TRIBUNALES - CHACARITA

  

     Siempre se desnuda para mí, y no lo sabe, me da la espalda con sensual timidez, como si supiera que estoy ahí, como si quisiera que ahí me quedase; pero no lo sabe… no puede saberlo. Llego cada mañana en idéntico horario a la mesa junto a la ventana del mismo bar, no despego mi vista de su segundo piso, departamento seis, tercer ventanal a la derecha. Bebo a sorbos un café que cada mañana sabe idéntico, y espero que salga, con el temor renovado de no verla surgir como una esfera de viento frágil desde el fondo del largo pasillo de baldosas. Su puntualidad es casi tan irreprochable como la mía; pago mi café y cruzo corriendo Scalabrini Ortiz en diagonal hasta la boca del Subterráneo, que acaba de tragarla como si el corazón de la tierra reclamara para sí su más brillante gema; subo en el mismo vagón y la observo desde el extremo más lejano.

 

     Tribunales, cuarto piso, oficina cuatrocientos quince “b”, tercer escritorio a la izquierda; ahí termina su viaje, y comienzan mis horas vacías hasta las tres en punto, momento en que ella regresa; mi accionar se limita a un seguimiento cotidiano - discreto - hasta la puerta de su casa; tomo un café sin quitar la vista del tercer ventanal a la derecha, segundo piso. Siempre se asoma - al menos un instante - para mí, pero lo ignora, no debe saberlo. Entonces me retiro satisfecho a mi habitual insomnio.

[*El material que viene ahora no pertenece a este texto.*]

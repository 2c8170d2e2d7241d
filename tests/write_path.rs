use chainstore::{
    CacheEvent, GraphStore, LockManager, LogicalLog, NoopCache, PropertyValue, RecordingCache,
    StoreError, WriteTransaction,
};

struct Engine {
    store: GraphStore,
    locks: LockManager,
    log: LogicalLog,
    _dir: tempfile::TempDir,
}

impl Engine {
    fn new() -> Engine {
        let dir = tempfile::tempdir().unwrap();
        let log = LogicalLog::open(dir.path().join("log")).unwrap();
        Engine {
            store: GraphStore::default(),
            locks: LockManager::new(),
            log,
            _dir: dir,
        }
    }

    fn tx<'a>(&'a self, id: u64, cache: &'a NoopCache) -> WriteTransaction<'a> {
        WriteTransaction::new(id, &self.store, &self.log, &self.locks, cache)
    }
}

#[test]
fn deleting_a_node_with_relationships_fails_at_prepare() {
    let engine = Engine::new();
    let cache = NoopCache;

    let mut tx = engine.tx(1, &cache);
    let a = tx.node_create().unwrap();
    let b = tx.node_create().unwrap();
    let knows = tx.create_relationship_type("KNOWS").unwrap();
    let rel = tx.relationship_create(a, b, knows).unwrap();
    tx.prepare().unwrap();
    tx.commit(1).unwrap();

    let mut tx = engine.tx(2, &cache);
    tx.node_delete(a).unwrap();
    assert!(matches!(tx.prepare(), Err(StoreError::InvalidRecord(_))));
    tx.rollback().unwrap();
    // Nothing happened.
    assert!(engine.store.nodes().get_record(a).is_ok());

    let mut tx = engine.tx(3, &cache);
    tx.rel_delete(rel).unwrap();
    tx.node_delete(a).unwrap();
    tx.prepare().unwrap();
    tx.commit(2).unwrap();

    assert!(engine.store.nodes().get_record(a).is_err());
    assert!(engine.store.relationships().get_record(rel).is_err());
    assert!(engine.store.nodes().get_record(b).is_ok());
    assert_eq!(engine.store.nodes().get_record(b).unwrap().next_rel, None);
}

#[test]
fn deletes_report_the_prior_committed_value() {
    let engine = Engine::new();
    let cache = NoopCache;

    let mut tx = engine.tx(1, &cache);
    let node = tx.node_create().unwrap();
    let name_key = tx.create_property_index("name").unwrap();
    let entry = tx
        .node_add_property(node, name_key, &PropertyValue::from("Trinity"))
        .unwrap();
    tx.prepare().unwrap();
    tx.commit(1).unwrap();

    // Change the value and delete the node in the same transaction: the
    // delete must surface the value of the last commit, not the change.
    let mut tx = engine.tx(2, &cache);
    tx.node_change_property(node, entry.property_id, &PropertyValue::from("Neo"))
        .unwrap();
    let removed = tx.node_delete(node).unwrap();
    assert_eq!(removed.len(), 1);
    assert_eq!(
        removed[&name_key].value,
        PropertyValue::from("Trinity")
    );
    tx.prepare().unwrap();
    tx.commit(2).unwrap();
    assert!(engine.store.nodes().get_record(node).is_err());
}

#[test]
fn relationship_delete_reports_its_properties() {
    let engine = Engine::new();
    let cache = NoopCache;

    let mut tx = engine.tx(1, &cache);
    let a = tx.node_create().unwrap();
    let b = tx.node_create().unwrap();
    let knows = tx.create_relationship_type("KNOWS").unwrap();
    let since = tx.create_property_index("since").unwrap();
    let rel = tx.relationship_create(a, b, knows).unwrap();
    tx.rel_add_property(rel, since, &PropertyValue::Int(1999))
        .unwrap();
    tx.prepare().unwrap();
    tx.commit(1).unwrap();

    let mut tx = engine.tx(2, &cache);
    let removed = tx.rel_delete(rel).unwrap();
    assert_eq!(removed[&since].value, PropertyValue::Int(1999));
    tx.prepare().unwrap();
    tx.commit(2).unwrap();
}

#[test]
fn property_chain_inserts_at_the_head() {
    let engine = Engine::new();
    let cache = NoopCache;

    let mut tx = engine.tx(1, &cache);
    let node = tx.node_create().unwrap();
    let k1 = tx.create_property_index("one").unwrap();
    let k2 = tx.create_property_index("two").unwrap();
    let k3 = tx.create_property_index("three").unwrap();
    tx.node_add_property(node, k1, &PropertyValue::Int(1)).unwrap();
    let middle = tx.node_add_property(node, k2, &PropertyValue::Int(2)).unwrap();
    let last = tx.node_add_property(node, k3, &PropertyValue::Int(3)).unwrap();
    tx.prepare().unwrap();
    tx.commit(1).unwrap();

    // Head of the chain is the most recently added property.
    let head = engine.store.nodes().get_record(node).unwrap().next_prop;
    assert_eq!(head, Some(last.property_id));

    let read_tx = engine.tx(2, &cache);
    let properties = read_tx.node_load_properties(node, false).unwrap();
    assert_eq!(properties.len(), 3);
    assert_eq!(properties[&k2].value, PropertyValue::Int(2));
    drop(read_tx);

    // Removing the middle record rewires its neighbors.
    let mut tx = engine.tx(3, &cache);
    tx.node_remove_property(node, middle.property_id).unwrap();
    tx.prepare().unwrap();
    tx.commit(2).unwrap();

    let read_tx = engine.tx(4, &cache);
    let properties = read_tx.node_load_properties(node, false).unwrap();
    assert_eq!(properties.len(), 2);
    assert!(properties.contains_key(&k1));
    assert!(properties.contains_key(&k3));
    assert!(read_tx
        .property_value_or_none(middle.property_id)
        .is_none());
}

#[test]
fn removing_the_last_property_reverts_the_chain_head() {
    let engine = Engine::new();
    let cache = NoopCache;

    let mut tx = engine.tx(1, &cache);
    let node = tx.node_create().unwrap();
    let key = tx.create_property_index("name").unwrap();
    let entry = tx
        .node_add_property(node, key, &PropertyValue::from("Trinity"))
        .unwrap();
    tx.prepare().unwrap();
    tx.commit(1).unwrap();

    let mut tx = engine.tx(2, &cache);
    tx.node_change_property(node, entry.property_id, &PropertyValue::from("Neo"))
        .unwrap();
    tx.node_remove_property(node, entry.property_id).unwrap();
    tx.prepare().unwrap();
    tx.commit(2).unwrap();

    assert_eq!(engine.store.nodes().get_record(node).unwrap().next_prop, None);
    let read_tx = engine.tx(3, &cache);
    assert!(read_tx.node_load_properties(node, false).unwrap().is_empty());
}

#[test]
fn oversized_values_roundtrip_through_block_chains() {
    let engine = Engine::new();
    let cache = NoopCache;

    let big_string = "x".repeat(1000);
    let big_array: Vec<i64> = (0..200).collect();

    let mut tx = engine.tx(1, &cache);
    let node = tx.node_create().unwrap();
    let text_key = tx.create_property_index("text").unwrap();
    let data_key = tx.create_property_index("data").unwrap();
    tx.node_add_property(node, text_key, &PropertyValue::String(big_string.clone()))
        .unwrap();
    tx.node_add_property(node, data_key, &PropertyValue::IntArray(big_array.clone()))
        .unwrap();
    tx.prepare().unwrap();
    tx.commit(1).unwrap();

    let read_tx = engine.tx(2, &cache);
    let properties = read_tx.node_load_properties(node, false).unwrap();
    assert_eq!(properties[&text_key].value, PropertyValue::String(big_string));
    assert_eq!(properties[&data_key].value, PropertyValue::IntArray(big_array));
}

#[test]
fn relationship_batches_partition_by_direction() {
    let engine = Engine::new();
    let cache = NoopCache;

    let mut tx = engine.tx(1, &cache);
    let a = tx.node_create().unwrap();
    let b = tx.node_create().unwrap();
    let knows = tx.create_relationship_type("KNOWS").unwrap();
    let out = tx.relationship_create(a, b, knows).unwrap();
    let inbound = tx.relationship_create(b, a, knows).unwrap();
    let looped = tx.relationship_create(a, a, knows).unwrap();
    tx.prepare().unwrap();
    tx.commit(1).unwrap();

    let read_tx = engine.tx(2, &cache);
    let position = read_tx.get_relationship_chain_position(a).unwrap();
    let batch = read_tx.get_more_relationships(a, position).unwrap();
    assert_eq!(batch.next, None);
    assert_eq!(
        batch.outgoing.iter().map(|r| r.id).collect::<Vec<_>>(),
        vec![out]
    );
    assert_eq!(
        batch.incoming.iter().map(|r| r.id).collect::<Vec<_>>(),
        vec![inbound]
    );
    assert_eq!(
        batch.loops.iter().map(|r| r.id).collect::<Vec<_>>(),
        vec![looped]
    );
}

#[test]
fn long_chains_page_by_grab_size() {
    let engine = Engine::new();
    let cache = NoopCache;
    let grab = engine.store.relationship_grab_size();

    let mut tx = engine.tx(1, &cache);
    let hub = tx.node_create().unwrap();
    let knows = tx.create_relationship_type("KNOWS").unwrap();
    let total = grab + 7;
    for _ in 0..total {
        let other = tx.node_create().unwrap();
        tx.relationship_create(hub, other, knows).unwrap();
    }
    tx.prepare().unwrap();
    tx.commit(1).unwrap();

    let read_tx = engine.tx(2, &cache);
    let mut position = read_tx.get_relationship_chain_position(hub).unwrap();
    let mut seen = 0;
    let mut pages = 0;
    while position.is_some() {
        let batch = read_tx.get_more_relationships(hub, position).unwrap();
        seen += batch.outgoing.len() + batch.incoming.len() + batch.loops.len();
        position = batch.next;
        pages += 1;
    }
    assert_eq!(seen, total);
    assert_eq!(pages, 2);
}

#[test]
fn name_definitions_register_with_the_cache() {
    let engine = Engine::new();
    let cache = RecordingCache::new();

    let mut tx = WriteTransaction::new(1, &engine.store, &engine.log, &engine.locks, &cache);
    let knows = tx.create_relationship_type("KNOWS").unwrap();
    let name = tx.create_property_index("name").unwrap();
    tx.prepare().unwrap();
    tx.commit(1).unwrap();

    let events = cache.events();
    assert!(events.contains(&CacheEvent::RegisterRelationshipType(
        knows,
        "KNOWS".to_string()
    )));
    assert!(events.contains(&CacheEvent::RegisterPropertyIndex(name, "name".to_string())));
    assert_eq!(events.last(), Some(&CacheEvent::MaterializeCommitted));

    let read_tx = engine.tx(2, &NoopCache);
    let types = read_tx.load_relationship_types().unwrap();
    assert_eq!(types.len(), 1);
    assert_eq!(types[0].name, "KNOWS");
    assert_eq!(read_tx.load_index(name).unwrap().name, "name");
    assert_eq!(read_tx.load_property_indexes(10).unwrap().len(), 1);
}

#[test]
fn reading_a_deleted_node_requires_the_light_flag() {
    let engine = Engine::new();
    let cache = NoopCache;

    let mut tx = engine.tx(1, &cache);
    let node = tx.node_create().unwrap();
    let key = tx.create_property_index("name").unwrap();
    tx.node_add_property(node, key, &PropertyValue::Bool(true))
        .unwrap();
    tx.prepare().unwrap();
    tx.commit(1).unwrap();

    let mut tx = engine.tx(2, &cache);
    tx.node_delete(node).unwrap();
    assert!(matches!(
        tx.node_load_properties(node, false),
        Err(StoreError::IllegalState(_))
    ));
    // The light read still sees the committed chain.
    let light = tx.node_load_properties(node, true).unwrap();
    assert_eq!(light.len(), 1);
    assert!(!tx.node_load_light(node));
    tx.rollback().unwrap();
}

     Esta mañana pocos detalles variaron con respecto a lo habitual, ventana, café, subterráneo; la contemplé, es cierto, con mayor profundidad, en tribunales me dispuse a descender y pasé por detrás de ella - nuestras ropas casi se rozaron - y por primera vez sentí su perfume. Reconozco que mi movimiento fue veloz, el  puñal produjo un lacónico zumbido y se hundió hasta el mango en su costado izquierdo, entre las costillas segunda y tercera; sé que debió sentir más sorpresa que dolor, estoy seguro. Bajé chapoteando sangre en tribunales, entre el estupor de los presentes, pétreos como zombis. Cuarto piso, oficina cuatrocientos quince “b”, tercer escritorio a la izquierda… no sé porqué llegué hasta ahí, quizás por costumbre. Con el puñal ensangrentado me presenté en la seccional - no logro comprender esa morbosa voluntad de conservar un arma como evidencia, puesto que acabo de confesar puntillosamente lo ocurrido, debieran colocarla junto con mis escasas pertenencias - solo deseo un lugar sombrío donde pensar todo el tiempo en el perfume de su sangre, y si así lo prefieren, pagar la condena que me corresponda; ella ahora es solamente mía, y es perfecta, aunque no pueda saberlo.